• _Activity_: Look for "Retrieves" in each line of the records, and copy the lines that have it.

Start of Given data

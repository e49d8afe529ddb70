use crate::services::CancellationToken;
use derive_more::derive::{Display, Error};
use std::{
    fs,
    io::{self, ErrorKind},
    path::{Path, PathBuf},
};

#[derive(Debug, Display, Error)]
pub enum RetrievalError {
    #[display("Retrieval of {url} was canceled.")]
    Canceled { url: String },
    #[display("Retrievals are disabled while offline.")]
    Offline,
    #[display("Resource {url} does not exist.")]
    NotFound { url: String },
    #[display("Unsupported url scheme of {url}.")]
    UnsupportedScheme { url: String },
    #[display("Failed to access {url}: {io}")]
    Io {
        url: String,
        #[error(source)]
        io: io::Error,
    },
}

impl RetrievalError {
    fn from_io(url: &str, io: io::Error) -> Self {
        match io.kind() {
            ErrorKind::NotFound => Self::NotFound {
                url: url.to_string(),
            },
            _ => Self::Io {
                url: url.to_string(),
                io,
            },
        }
    }

    /// Whether the retrieval stopped because it was canceled, as opposed to failed.
    pub fn is_canceled(&self) -> bool {
        matches!(self, Self::Canceled { .. } | Self::Offline)
    }
}

/// Fetches the bytes of a resource.
///
/// Implementations are called on worker threads and should check the token between chunks of work.
pub trait Retriever: Send + Sync {
    fn retrieve(&self, url: &str, token: &CancellationToken) -> Result<Vec<u8>, RetrievalError>;
}

/// Retrieves `file://` urls and plain file system paths.
#[derive(Clone, Copy, Debug, Default)]
pub struct FileRetriever;

impl FileRetriever {
    fn path_for_url(url: &str) -> Result<PathBuf, RetrievalError> {
        match url.split_once("://") {
            Some(("file", path)) => Ok(PathBuf::from(path)),
            Some(_) => Err(RetrievalError::UnsupportedScheme {
                url: url.to_string(),
            }),
            None => Ok(PathBuf::from(url)),
        }
    }
}

impl Retriever for FileRetriever {
    fn retrieve(&self, url: &str, token: &CancellationToken) -> Result<Vec<u8>, RetrievalError> {
        check_token(url, token)?;

        let path = Self::path_for_url(url)?;
        let bytes = fs::read(path).map_err(|error| RetrievalError::from_io(url, error))?;

        check_token(url, token)?;

        Ok(bytes)
    }
}

fn check_token(url: &str, token: &CancellationToken) -> Result<(), RetrievalError> {
    if token.is_offline() {
        Err(RetrievalError::Offline)
    } else if token.is_canceled() {
        Err(RetrievalError::Canceled {
            url: url.to_string(),
        })
    } else {
        Ok(())
    }
}

/// Retrieves the resource into the local cache file at `path`.
///
/// Returns false without retrieving anything, if the file is already cached.
/// The bytes are written to a temporary file next to the target first, so readers never see partial files.
pub fn retrieve_to_file(
    retriever: &dyn Retriever,
    url: &str,
    path: &Path,
    token: &CancellationToken,
) -> Result<bool, RetrievalError> {
    if path.exists() {
        return Ok(false);
    }

    let bytes = retriever.retrieve(url, token)?;

    let io_error = |error| RetrievalError::Io {
        url: url.to_string(),
        io: error,
    };

    if let Some(parent) = path.parent() {
        fs::create_dir_all(parent).map_err(io_error)?;
    }

    let part = path.with_extension("part");
    fs::write(&part, &bytes).map_err(io_error)?;
    fs::rename(&part, path).map_err(io_error)?;

    Ok(true)
}

#[cfg(test)]
mod tests {
    use super::*;
    use crate::{services::OfflineMode, util::unique_id};
    use std::env;

    fn temp_dir() -> PathBuf {
        let dir = env::temp_dir().join(format!("bevy_globe_retriever_{}_{}", std::process::id(), unique_id()));
        fs::create_dir_all(&dir).unwrap();
        dir
    }

    #[test]
    fn file_urls_and_paths() {
        let dir = temp_dir();
        let source = dir.join("source.bin");
        fs::write(&source, [1u8, 2, 3]).unwrap();

        let token = CancellationToken::new();
        let url = format!("file://{}", source.display());

        assert_eq!(FileRetriever.retrieve(&url, &token).unwrap(), vec![1, 2, 3]);
        assert_eq!(
            FileRetriever.retrieve(&source.to_string_lossy(), &token).unwrap(),
            vec![1, 2, 3]
        );

        let missing = FileRetriever.retrieve(&format!("file://{}", dir.join("missing").display()), &token);
        assert!(matches!(missing, Err(RetrievalError::NotFound { .. })));

        let http = FileRetriever.retrieve("http://example.com/tile.png", &token);
        assert!(matches!(http, Err(RetrievalError::UnsupportedScheme { .. })));

        fs::remove_dir_all(dir).unwrap();
    }

    #[test]
    fn retrieval_into_the_cache() {
        let dir = temp_dir();
        let source = dir.join("source.bin");
        let target = dir.join("cache/0/1/1_2.bin");
        fs::write(&source, [7u8; 16]).unwrap();

        let token = CancellationToken::new();
        let url = source.to_string_lossy().to_string();

        assert!(retrieve_to_file(&FileRetriever, &url, &target, &token).unwrap());
        assert_eq!(fs::read(&target).unwrap(), vec![7u8; 16]);
        assert!(!target.with_extension("part").exists());

        // already cached
        fs::remove_file(&source).unwrap();
        assert!(!retrieve_to_file(&FileRetriever, &url, &target, &token).unwrap());

        fs::remove_dir_all(dir).unwrap();
    }

    #[test]
    fn canceled_and_offline() {
        let offline = OfflineMode::default();
        let token = CancellationToken::with_offline_mode(offline.clone());

        offline.set_offline(true);
        let error = FileRetriever.retrieve("tile.png", &token).unwrap_err();
        assert!(matches!(error, RetrievalError::Offline));
        assert!(error.is_canceled());

        offline.set_offline(false);
        token.cancel();
        let error = FileRetriever.retrieve("tile.png", &token).unwrap_err();
        assert!(matches!(error, RetrievalError::Canceled { .. }));
    }
}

End of Given data

• _Exercise solution_:
/// Retrieves `file://` urls and plain file system paths.
/// Retrieves the resource into the local cache file at `path`.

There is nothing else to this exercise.